Collected data entries:
//! # Named tasks.
//!
//! [`Environment::go`](crate::Environment::go) takes plain closures. A [`Task`] adds a name,
//! which becomes the `task` field of the tracing span and of every lifecycle event, and can
//! be shared as a [`TaskRef`] and launched more than once.

use std::borrow::Cow;
use std::future::Future;
use std::sync::Arc;

use async_trait::async_trait;

use crate::core::Scope;
use crate::error::TaskError;

/// Shared handle accepted by [`Environment::go_task`](crate::Environment::go_task).
pub type TaskRef = Arc<dyn Task>;

/// A named body run under an environment's [`Scope`].
///
/// `run` is called once per launch and should return soon after the scope is done.
///
/// # Example
/// ```
/// use async_trait::async_trait;
/// use taskenv::{Scope, Task, TaskError};
///
/// struct Flush;
///
/// #[async_trait]
/// impl Task for Flush {
///     fn name(&self) -> &str { "flush" }
///
///     async fn run(&self, ctx: Scope) -> Result<(), TaskError> {
///         ctx.cancelled().await;
///         Ok(())
///     }
/// }
/// ```
#[async_trait]
pub trait Task: Send + Sync + 'static {
    /// Name reported in spans and events.
    fn name(&self) -> &str;

    /// Body of one launch.
    async fn run(&self, ctx: Scope) -> Result<(), TaskError>;
}

/// Names a closure so it can be launched as a [`TaskRef`].
///
/// Each launch calls the closure again, so per-run state lives inside the returned future
/// and shared state goes in an explicit `Arc`.
///
/// ```
/// use taskenv::{Scope, TaskError, TaskFn, TaskRef};
///
/// let t: TaskRef = TaskFn::arc("worker", |ctx: Scope| async move {
///     ctx.cancelled().await;
///     Ok::<_, TaskError>(())
/// });
/// assert_eq!(t.name(), "worker");
/// ```
pub struct TaskFn<F> {
    name: Cow<'static, str>,
    f: F,
}

impl<F> TaskFn<F> {
    /// Wraps `f` under `name`, ready to hand to [`go_task`](crate::Environment::go_task).
    pub fn arc(name: impl Into<Cow<'static, str>>, f: F) -> Arc<Self> {
        Arc::new(Self {
            name: name.into(),
            f,
        })
    }
}

#[async_trait]
impl<F, Fut> Task for TaskFn<F>
where
    F: Fn(Scope) -> Fut + Send + Sync + 'static,
    Fut: Future<Output = Result<(), TaskError>> + Send + 'static,
{
    fn name(&self) -> &str {
        &self.name
    }

    async fn run(&self, ctx: Scope) -> Result<(), TaskError> {
        (self.f)(ctx).await
    }
}
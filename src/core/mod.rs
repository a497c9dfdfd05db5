//! Runtime core: scopes, the environment and the signal bridge.
//!
//! Internal modules:
//! - [`scope`]: done signal plus single-assignment cause, with parent propagation;
//! - [`environment`]: task launch/tracking, first-error-wins slot, joint cancellation;
//! - [`shutdown`]: SIGINT/SIGTERM bridge and SIGPIPE suppression.

mod environment;
mod scope;
mod shutdown;

pub use environment::{Environment, REQUEST_ID, request_id};
pub use scope::Scope;
pub use shutdown::{ShutdownWatcher, suppress_sigpipe, wait_for_shutdown_signal};
//! Runtime events: types and broadcast bus.
//!
//! This module groups the event **data model** and the **bus** used to
//! publish/subscribe to lifecycle events emitted by the environment and the
//! shutdown watcher.
//!
//! ## Contents
//! - [`EventKind`], [`Event`] event classification and payload metadata
//! - [`Bus`] thin wrapper over `tokio::sync::broadcast`
//!
//! ## Quick reference
//! - **Publishers**: `Environment` (launch, stop, cancel, task exit), `ShutdownWatcher`.
//! - **Consumers**: whoever calls [`Environment::subscribe`](crate::Environment::subscribe).

mod bus;
mod event;

pub(crate) use bus::Bus;
pub use event::{Event, EventKind};
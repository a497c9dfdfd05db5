//! # Environment configuration.
//!
//! [`Config`] holds the few knobs the environment and the shutdown watcher read:
//! the grace delay between a shutdown signal and cancellation, and the event bus capacity.
//!
//! # Example
//! ```
//! use std::time::Duration;
//! use taskenv::Config;
//!
//! let mut cfg = Config::default();
//! cfg.cancellation_delay = Duration::from_secs(1);
//!
//! assert_eq!(cfg.bus_capacity, 1024);
//! ```

use std::time::Duration;

/// Environment variable overriding [`Config::cancellation_delay`], in whole seconds.
pub const CANCELLATION_DELAY_ENV: &str = "CANCELLATION_DELAY_SECONDS";

const DEFAULT_CANCELLATION_DELAY_SECS: u64 = 5;

/// Configuration for an [`Environment`](crate::Environment) and its [`ShutdownWatcher`](crate::ShutdownWatcher).
#[derive(Clone, Debug)]
pub struct Config {
    /// Pause between receiving SIGINT/SIGTERM and cancelling the environment.
    pub cancellation_delay: Duration,
    /// Capacity of the event bus channel.
    pub bus_capacity: usize,
}

impl Default for Config {
    /// Provides a default configuration:
    /// - `cancellation_delay = 5s`
    /// - `bus_capacity = 1024`
    fn default() -> Self {
        Self {
            cancellation_delay: Duration::from_secs(DEFAULT_CANCELLATION_DELAY_SECS),
            bus_capacity: 1024,
        }
    }
}

impl Config {
    /// Defaults overridden by `CANCELLATION_DELAY_SECONDS`, if set.
    ///
    /// Malformed values fall back to the default and negative values are clamped to zero;
    /// both cases log a warning and never fail.
    pub fn from_env() -> Self {
        let raw = std::env::var(CANCELLATION_DELAY_ENV).ok();
        Self {
            cancellation_delay: parse_delay_seconds(raw.as_deref()),
            ..Self::default()
        }
    }
}

pub(crate) fn parse_delay_seconds(raw: Option<&str>) -> Duration {
    let default = Duration::from_secs(DEFAULT_CANCELLATION_DELAY_SECS);
    let raw = match raw {
        Some(s) if !s.is_empty() => s,
        _ => return default,
    };

    match raw.parse::<i64>() {
        Ok(secs) if secs < 0 => {
            tracing::warn!(
                env = raw,
                delay = 0,
                "round up negative cancellation delay seconds to 0s"
            );
            Duration::ZERO
        }
        Ok(secs) => Duration::from_secs(secs.unsigned_abs()),
        Err(err) => {
            tracing::warn!(
                error = %err,
                env = raw,
                delay = DEFAULT_CANCELLATION_DELAY_SECS,
                "set default cancellation delay seconds"
            );
            default
        }
    }
}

→ **Task details**
Above are the records; copy exactly the lines from the line with "const DEFAULT_CANCELLATION_DELAY_SECS: u64" through the line with "pub struct Config", both included.

→ **Output**
const DEFAULT_CANCELLATION_DELAY_SECS: u64 = 5;

/// Configuration for an [`Environment`](crate::Environment) and its [`ShutdownWatcher`](crate::ShutdownWatcher).
#[derive(Clone, Debug)]
pub struct Config {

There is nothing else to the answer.